YOUR GOAL: Extract the complete data exactly as given.
_ _ _ _ _
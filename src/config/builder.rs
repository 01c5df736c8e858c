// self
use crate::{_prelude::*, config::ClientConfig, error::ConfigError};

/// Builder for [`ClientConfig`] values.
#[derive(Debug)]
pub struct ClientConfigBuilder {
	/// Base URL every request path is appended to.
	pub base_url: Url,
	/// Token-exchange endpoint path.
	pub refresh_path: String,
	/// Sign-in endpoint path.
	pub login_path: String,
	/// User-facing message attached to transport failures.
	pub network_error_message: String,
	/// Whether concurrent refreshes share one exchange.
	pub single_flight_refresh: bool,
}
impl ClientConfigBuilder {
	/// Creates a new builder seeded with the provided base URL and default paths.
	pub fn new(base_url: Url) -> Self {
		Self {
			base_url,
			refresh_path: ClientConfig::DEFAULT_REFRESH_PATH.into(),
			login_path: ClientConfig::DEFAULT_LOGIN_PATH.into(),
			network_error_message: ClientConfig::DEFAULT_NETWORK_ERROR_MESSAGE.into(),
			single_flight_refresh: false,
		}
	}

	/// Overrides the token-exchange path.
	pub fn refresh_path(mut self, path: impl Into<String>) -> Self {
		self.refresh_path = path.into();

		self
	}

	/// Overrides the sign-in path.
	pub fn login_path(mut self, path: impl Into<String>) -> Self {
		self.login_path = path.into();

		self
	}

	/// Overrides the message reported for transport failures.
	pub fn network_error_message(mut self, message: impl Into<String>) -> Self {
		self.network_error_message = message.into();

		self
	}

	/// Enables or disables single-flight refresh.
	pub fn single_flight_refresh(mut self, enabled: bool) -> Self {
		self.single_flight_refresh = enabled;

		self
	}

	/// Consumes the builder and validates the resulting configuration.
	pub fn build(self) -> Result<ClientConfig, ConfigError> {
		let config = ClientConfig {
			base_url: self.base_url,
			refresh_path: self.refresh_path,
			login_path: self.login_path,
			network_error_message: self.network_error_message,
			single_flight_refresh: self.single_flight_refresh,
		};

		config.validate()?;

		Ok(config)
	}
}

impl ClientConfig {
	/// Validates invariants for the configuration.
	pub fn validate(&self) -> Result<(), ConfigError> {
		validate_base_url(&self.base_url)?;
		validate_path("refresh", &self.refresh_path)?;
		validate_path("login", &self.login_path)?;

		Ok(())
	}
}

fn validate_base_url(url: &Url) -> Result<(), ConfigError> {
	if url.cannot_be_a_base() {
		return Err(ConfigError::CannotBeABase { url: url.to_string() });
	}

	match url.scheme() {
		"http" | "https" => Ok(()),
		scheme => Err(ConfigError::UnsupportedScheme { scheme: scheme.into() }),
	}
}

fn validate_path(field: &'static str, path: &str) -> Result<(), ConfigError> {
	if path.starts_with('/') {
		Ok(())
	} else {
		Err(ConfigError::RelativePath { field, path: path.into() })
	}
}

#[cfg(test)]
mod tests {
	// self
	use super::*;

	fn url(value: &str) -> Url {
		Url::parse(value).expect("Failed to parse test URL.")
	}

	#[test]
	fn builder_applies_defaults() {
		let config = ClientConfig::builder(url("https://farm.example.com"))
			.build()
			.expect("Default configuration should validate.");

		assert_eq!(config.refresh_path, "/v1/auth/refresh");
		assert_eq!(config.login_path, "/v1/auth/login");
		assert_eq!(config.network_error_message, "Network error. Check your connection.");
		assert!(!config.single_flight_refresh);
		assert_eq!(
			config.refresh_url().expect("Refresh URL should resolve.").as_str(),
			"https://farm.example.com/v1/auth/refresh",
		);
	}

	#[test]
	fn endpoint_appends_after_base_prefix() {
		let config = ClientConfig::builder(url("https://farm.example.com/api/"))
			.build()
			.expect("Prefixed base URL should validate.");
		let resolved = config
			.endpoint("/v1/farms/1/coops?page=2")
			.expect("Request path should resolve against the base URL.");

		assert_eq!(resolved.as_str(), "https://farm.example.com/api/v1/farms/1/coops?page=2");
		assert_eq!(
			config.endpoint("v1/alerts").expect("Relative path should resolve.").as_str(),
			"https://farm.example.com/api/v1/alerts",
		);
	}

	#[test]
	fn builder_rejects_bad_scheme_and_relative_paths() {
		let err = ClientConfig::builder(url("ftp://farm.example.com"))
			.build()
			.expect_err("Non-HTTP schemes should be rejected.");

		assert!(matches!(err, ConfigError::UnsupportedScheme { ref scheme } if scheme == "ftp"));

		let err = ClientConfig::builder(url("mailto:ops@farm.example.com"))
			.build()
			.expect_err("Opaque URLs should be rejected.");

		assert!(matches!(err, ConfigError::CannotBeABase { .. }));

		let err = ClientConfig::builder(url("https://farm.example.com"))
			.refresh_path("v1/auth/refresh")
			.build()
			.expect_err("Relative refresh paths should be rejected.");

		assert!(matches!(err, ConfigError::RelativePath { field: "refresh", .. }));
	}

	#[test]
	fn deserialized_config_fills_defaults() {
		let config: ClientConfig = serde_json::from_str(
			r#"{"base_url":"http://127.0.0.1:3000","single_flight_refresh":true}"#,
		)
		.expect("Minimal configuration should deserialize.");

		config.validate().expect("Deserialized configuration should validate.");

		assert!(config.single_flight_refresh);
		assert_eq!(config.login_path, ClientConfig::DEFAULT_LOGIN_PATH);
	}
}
_ _ _ _ _
SOLUTION BELOW:
filename src/config/builder.rs
repository 01c5df736c8e858c
// self
use crate::{_prelude::*, config::ClientConfig, error::ConfigError};

/// Builder for [`ClientConfig`] values.
#[derive(Debug)]
pub struct ClientConfigBuilder {
	/// Base URL every request path is appended to.
	pub base_url: Url,
	/// Token-exchange endpoint path.
	pub refresh_path: String,
	/// Sign-in endpoint path.
	pub login_path: String,
	/// User-facing message attached to transport failures.
	pub network_error_message: String,
	/// Whether concurrent refreshes share one exchange.
	pub single_flight_refresh: bool,
}
impl ClientConfigBuilder {
	/// Creates a new builder seeded with the provided base URL and default paths.
	pub fn new(base_url: Url) -> Self {
		Self {
			base_url,
			refresh_path: ClientConfig::DEFAULT_REFRESH_PATH.into(),
			login_path: ClientConfig::DEFAULT_LOGIN_PATH.into(),
			network_error_message: ClientConfig::DEFAULT_NETWORK_ERROR_MESSAGE.into(),
			single_flight_refresh: false,
		}
	}

	/// Overrides the token-exchange path.
	pub fn refresh_path(mut self, path: impl Into<String>) -> Self {
		self.refresh_path = path.into();

		self
	}

	/// Overrides the sign-in path.
	pub fn login_path(mut self, path: impl Into<String>) -> Self {
		self.login_path = path.into();

		self
	}

	/// Overrides the message reported for transport failures.
	pub fn network_error_message(mut self, message: impl Into<String>) -> Self {
		self.network_error_message = message.into();

		self
	}

	/// Enables or disables single-flight refresh.
	pub fn single_flight_refresh(mut self, enabled: bool) -> Self {
		self.single_flight_refresh = enabled;

		self
	}

	/// Consumes the builder and validates the resulting configuration.
	pub fn build(self) -> Result<ClientConfig, ConfigError> {
		let config = ClientConfig {
			base_url: self.base_url,
			refresh_path: self.refresh_path,
			login_path: self.login_path,
			network_error_message: self.network_error_message,
			single_flight_refresh: self.single_flight_refresh,
		};

		config.validate()?;

		Ok(config)
	}
}

impl ClientConfig {
	/// Validates invariants for the configuration.
	pub fn validate(&self) -> Result<(), ConfigError> {
		validate_base_url(&self.base_url)?;
		validate_path("refresh", &self.refresh_path)?;
		validate_path("login", &self.login_path)?;

		Ok(())
	}
}

fn validate_base_url(url: &Url) -> Result<(), ConfigError> {
	if url.cannot_be_a_base() {
		return Err(ConfigError::CannotBeABase { url: url.to_string() });
	}

	match url.scheme() {
		"http" | "https" => Ok(()),
		scheme => Err(ConfigError::UnsupportedScheme { scheme: scheme.into() }),
	}
}

fn validate_path(field: &'static str, path: &str) -> Result<(), ConfigError> {
	if path.starts_with('/') {
		Ok(())
	} else {
		Err(ConfigError::RelativePath { field, path: path.into() })
	}
}

#[cfg(test)]
mod tests {
	// self
	use super::*;

	fn url(value: &str) -> Url {
		Url::parse(value).expect("Failed to parse test URL.")
	}

	#[test]
	fn builder_applies_defaults() {
		let config = ClientConfig::builder(url("https://farm.example.com"))
			.build()
			.expect("Default configuration should validate.");

		assert_eq!(config.refresh_path, "/v1/auth/refresh");
		assert_eq!(config.login_path, "/v1/auth/login");
		assert_eq!(config.network_error_message, "Network error. Check your connection.");
		assert!(!config.single_flight_refresh);
		assert_eq!(
			config.refresh_url().expect("Refresh URL should resolve.").as_str(),
			"https://farm.example.com/v1/auth/refresh",
		);
	}

	#[test]
	fn endpoint_appends_after_base_prefix() {
		let config = ClientConfig::builder(url("https://farm.example.com/api/"))
			.build()
			.expect("Prefixed base URL should validate.");
		let resolved = config
			.endpoint("/v1/farms/1/coops?page=2")
			.expect("Request path should resolve against the base URL.");

		assert_eq!(resolved.as_str(), "https://farm.example.com/api/v1/farms/1/coops?page=2");
		assert_eq!(
			config.endpoint("v1/alerts").expect("Relative path should resolve.").as_str(),
			"https://farm.example.com/api/v1/alerts",
		);
	}

	#[test]
	fn builder_rejects_bad_scheme_and_relative_paths() {
		let err = ClientConfig::builder(url("ftp://farm.example.com"))
			.build()
			.expect_err("Non-HTTP schemes should be rejected.");

		assert!(matches!(err, ConfigError::UnsupportedScheme { ref scheme } if scheme == "ftp"));

		let err = ClientConfig::builder(url("mailto:ops@farm.example.com"))
			.build()
			.expect_err("Opaque URLs should be rejected.");

		assert!(matches!(err, ConfigError::CannotBeABase { .. }));

		let err = ClientConfig::builder(url("https://farm.example.com"))
			.refresh_path("v1/auth/refresh")
			.build()
			.expect_err("Relative refresh paths should be rejected.");

		assert!(matches!(err, ConfigError::RelativePath { field: "refresh", .. }));
	}

	#[test]
	fn deserialized_config_fills_defaults() {
		let config: ClientConfig = serde_json::from_str(
			r#"{"base_url":"http://127.0.0.1:3000","single_flight_refresh":true}"#,
		)
		.expect("Minimal configuration should deserialize.");

		config.validate().expect("Deserialized configuration should validate.");

		assert!(config.single_flight_refresh);
		assert_eq!(config.login_path, ClientConfig::DEFAULT_LOGIN_PATH);
	}
}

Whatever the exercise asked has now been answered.